[Dataset entries]
★ ★ ★ ★ ★ ★ ★
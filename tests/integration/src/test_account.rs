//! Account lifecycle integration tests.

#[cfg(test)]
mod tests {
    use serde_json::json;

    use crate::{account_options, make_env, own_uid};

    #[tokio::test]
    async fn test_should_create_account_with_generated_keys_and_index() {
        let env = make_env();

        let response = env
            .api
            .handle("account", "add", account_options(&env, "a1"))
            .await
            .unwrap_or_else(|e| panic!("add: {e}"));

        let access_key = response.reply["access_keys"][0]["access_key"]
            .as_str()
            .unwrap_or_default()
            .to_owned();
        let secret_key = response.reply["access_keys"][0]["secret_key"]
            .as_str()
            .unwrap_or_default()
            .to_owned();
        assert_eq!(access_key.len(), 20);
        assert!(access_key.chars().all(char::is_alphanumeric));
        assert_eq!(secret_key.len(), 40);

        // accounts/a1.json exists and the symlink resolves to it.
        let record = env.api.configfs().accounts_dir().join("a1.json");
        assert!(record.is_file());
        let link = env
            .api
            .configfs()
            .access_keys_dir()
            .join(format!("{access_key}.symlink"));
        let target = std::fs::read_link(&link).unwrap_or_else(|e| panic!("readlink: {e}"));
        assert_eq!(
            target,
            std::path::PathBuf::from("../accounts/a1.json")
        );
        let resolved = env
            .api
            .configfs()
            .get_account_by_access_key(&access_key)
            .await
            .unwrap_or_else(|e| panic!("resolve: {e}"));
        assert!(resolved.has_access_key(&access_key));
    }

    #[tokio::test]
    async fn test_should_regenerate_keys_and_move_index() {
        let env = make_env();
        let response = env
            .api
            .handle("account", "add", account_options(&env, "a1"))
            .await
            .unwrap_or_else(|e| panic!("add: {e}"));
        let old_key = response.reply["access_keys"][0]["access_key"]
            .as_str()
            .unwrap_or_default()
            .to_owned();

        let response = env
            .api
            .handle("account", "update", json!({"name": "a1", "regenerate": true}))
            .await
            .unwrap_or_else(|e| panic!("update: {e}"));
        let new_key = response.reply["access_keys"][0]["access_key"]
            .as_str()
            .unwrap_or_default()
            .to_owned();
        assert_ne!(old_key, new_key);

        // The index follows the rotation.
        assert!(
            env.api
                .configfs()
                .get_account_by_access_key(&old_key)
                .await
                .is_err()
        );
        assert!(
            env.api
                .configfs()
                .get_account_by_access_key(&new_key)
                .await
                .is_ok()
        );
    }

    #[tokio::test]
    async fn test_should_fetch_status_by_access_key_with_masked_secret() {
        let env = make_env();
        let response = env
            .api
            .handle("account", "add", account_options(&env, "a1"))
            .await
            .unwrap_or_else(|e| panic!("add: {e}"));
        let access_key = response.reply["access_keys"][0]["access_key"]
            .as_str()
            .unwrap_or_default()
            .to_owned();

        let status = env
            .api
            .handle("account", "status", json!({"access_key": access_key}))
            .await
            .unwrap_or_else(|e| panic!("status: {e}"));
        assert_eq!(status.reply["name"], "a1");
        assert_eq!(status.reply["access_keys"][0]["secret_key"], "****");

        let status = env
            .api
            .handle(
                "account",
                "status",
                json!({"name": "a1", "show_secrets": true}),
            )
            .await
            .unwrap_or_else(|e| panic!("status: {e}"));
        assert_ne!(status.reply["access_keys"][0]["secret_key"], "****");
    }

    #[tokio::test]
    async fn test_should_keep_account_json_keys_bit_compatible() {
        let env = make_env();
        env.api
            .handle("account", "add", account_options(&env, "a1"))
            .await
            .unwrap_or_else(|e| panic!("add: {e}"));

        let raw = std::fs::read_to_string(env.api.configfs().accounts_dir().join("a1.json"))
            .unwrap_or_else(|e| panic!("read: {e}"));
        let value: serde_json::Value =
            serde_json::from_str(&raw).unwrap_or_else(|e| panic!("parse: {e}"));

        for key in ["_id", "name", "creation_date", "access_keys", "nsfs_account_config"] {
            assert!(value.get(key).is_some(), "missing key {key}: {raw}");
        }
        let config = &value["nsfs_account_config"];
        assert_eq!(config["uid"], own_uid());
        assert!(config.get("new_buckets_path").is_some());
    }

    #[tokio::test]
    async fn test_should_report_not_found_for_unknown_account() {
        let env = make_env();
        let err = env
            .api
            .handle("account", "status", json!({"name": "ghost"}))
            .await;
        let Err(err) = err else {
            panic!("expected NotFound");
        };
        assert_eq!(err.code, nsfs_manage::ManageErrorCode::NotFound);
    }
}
★ ★ ★ ★ ★ ★ ★
• TASK INSTRUCTIONS:
Return word for word the line with "async fn test_should_report_not_found_for_unknown_account()" and every line after it through the end of the records above.

• RESULT:
    async fn test_should_report_not_found_for_unknown_account() {
        let env = make_env();
        let err = env
            .api
            .handle("account", "status", json!({"name": "ghost"}))
            .await;
        let Err(err) = err else {
            panic!("expected NotFound");
        };
        assert_eq!(err.code, nsfs_manage::ManageErrorCode::NotFound);
    }
}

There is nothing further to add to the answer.